Work item =
Would you repeat all of the records underneath, exactly as written?
***** Input data
use chrono::NaiveDateTime;

use crate::error::{BikeshareError, Result};

/// Layouts accepted for the `Start Time` / `End Time` columns.
///
/// The published datasets use `2017-06-23 15:09:32`; the `T`-separated and
/// fractional-second variants show up in re-exported files.
const FORMATS: &[&str] = &[
    "%Y-%m-%d %H:%M:%S",
    "%Y-%m-%d %H:%M:%S%.f",
    "%Y-%m-%dT%H:%M:%S",
    "%Y-%m-%dT%H:%M:%S%.f",
    "%Y-%m-%d %H:%M",
];

/// Parse a trip timestamp as naive local time.
///
/// Leading and trailing whitespace is ignored.
pub fn parse_timestamp(s: &str) -> Result<NaiveDateTime> {
    let trimmed = s.trim();
    if trimmed.is_empty() {
        return Err(BikeshareError::TimestampParse(s.to_string()));
    }

    FORMATS
        .iter()
        .find_map(|fmt| NaiveDateTime::parse_from_str(trimmed, fmt).ok())
        .ok_or_else(|| BikeshareError::TimestampParse(s.to_string()))
}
**********
Expected answer =
use chrono::NaiveDateTime;

use crate::error::{BikeshareError, Result};

/// Layouts accepted for the `Start Time` / `End Time` columns.
///
/// The published datasets use `2017-06-23 15:09:32`; the `T`-separated and
/// fractional-second variants show up in re-exported files.
const FORMATS: &[&str] = &[
    "%Y-%m-%d %H:%M:%S",
    "%Y-%m-%d %H:%M:%S%.f",
    "%Y-%m-%dT%H:%M:%S",
    "%Y-%m-%dT%H:%M:%S%.f",
    "%Y-%m-%d %H:%M",
];

/// Parse a trip timestamp as naive local time.
///
/// Leading and trailing whitespace is ignored.
pub fn parse_timestamp(s: &str) -> Result<NaiveDateTime> {
    let trimmed = s.trim();
    if trimmed.is_empty() {
        return Err(BikeshareError::TimestampParse(s.to_string()));
    }

    FORMATS
        .iter()
        .find_map(|fmt| NaiveDateTime::parse_from_str(trimmed, fmt).ok())
        .ok_or_else(|| BikeshareError::TimestampParse(s.to_string()))
}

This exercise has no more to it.